Key Verse: “It was so, when Gideon heard the telling of the dream, and the interpretation thereof, that he worshipped, and returned into the host of Israel, and said, Arise; for the LORD hath delivered into your hand the host of Midian.”
—Judges 7:15

Selected Scripture:
Judges 6-8; 21:25

FOLLOWING THE FAITHFUL judgeship of Deborah and Barak, Israel once again “did evil in the sight of the Lord: and the Lord delivered them into the hand of Midian seven years.” (Judg. 6:1) The Midianites were so many in number they quickly took all the land, pushing the Israelites to Gaza and leaving them without land to grow crops or sustain cattle. As had happened often before, Israel finally cried unto the Lord because of their desperate situation.—vs. 7

Gideon, a faithful young Israelite, was found to be threshing wheat out of the Midianites’ sight to help provide for his family.

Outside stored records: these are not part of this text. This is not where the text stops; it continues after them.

//! Configuration management subsystem.
//!
//! # Data Flow
//! ```text
//! config file (TOML)
//!     → loader.rs (parse & deserialize)
//!     → validation.rs (semantic checks)
//!     → AppConfig (validated, immutable)
//!     → snapshot.rs (ArcSwap slot, shared via Arc<ConfigStore>)
//!
//! On file change:
//!     watcher.rs detects change
//!     → applier task reloads through loader.rs
//!     → validation.rs validates
//!     → atomic swap of Arc<AppConfig>
//!     → readers observe new config on their next snapshot()
//! ```
//!
//! # Design Decisions
//! - Config is immutable once loaded; changes require full reload
//! - A failed reload keeps the previous snapshot and is only logged
//! - Validation separates syntactic (serde) from semantic checks

pub mod loader;
pub mod schema;
pub mod snapshot;
pub mod validation;
pub mod watcher;

pub use loader::{load_config, parse_config, ConfigError, DEFAULT_CONFIG_PATH};
pub use schema::{AppConfig, LogConfig, MysqlConfig, RedisConfig, RunMode, ServerConfig};
pub use snapshot::{ConfigStore, WatchHandle};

This caught the attention of God, who sent an angel to appear to him. The angel said to him, “The Lord is with thee, thou mighty man of valour.” (vs. 12) Gideon immediately questioned the angel as to why so much evil had befallen Israel and they now appeared forsaken. God, through the angel, responded, “Go in this thy might, and thou shalt save Israel from the hand of the Midianites: have not I sent thee? … Surely I will be with thee, and thou shalt smite the Midianites as one man.”—vss. 14,16

Gideon desired signs that what the angel had said was true. The first of these was that he would present an offering to the Lord, requesting that a sign be shown that it was accepted. He killed a kid of the goats and made unleavened cakes and set them upon a rock under an oak tree. The angel touched the offering with his staff; fire came out of the rock, consuming the flesh and the unleavened cakes. Then the angel departed. Gideon responded, “Alas, O Lord GOD! for because I have seen an angel of the Lord face to face.”—vs. 22

The next sign requested by Gideon was that he would put a fleece of wool outside on the ground, leaving the fleece there all night. In the morning, if dew was only on the fleece and not on the ground around it, Gideon said “then shall I know that thou wilt save Israel by mine hand, as thou hast said. And it was so.” (vss. 37,38) Wanting to be absolutely sure, Gideon made one last request of God, simply reversing the previous sign. Once again, God favorably answered Gideon the next morning by causing dew to be on the ground, but with the fleece completely dry.—vss. 39,40

As Gideon prepared to battle against the Midianites, God informed him that the thirty-two thousand men he had gathered were too many. Any who were fearful were asked to return home. This reduced the number to ten thousand. These were then taken down to the water to drink. God observed those who lapped the water as a dog would do, and those who bowed face down to drink. Those who lapped the water were only three hundred, but these were the ones God wanted. Those who lapped the water were able to see everything going on around them as they drank, whereas those who bowed their faces down to the water and drank could not see their surroundings and were vulnerable. Thus Gideon, armed with only three hundred men, and following the instructions of God as to the use of trumpets, lamps, and pitchers as their “weapons” (see Judges 7:16-22), was used to deliver the Midianites into the hands of Israel.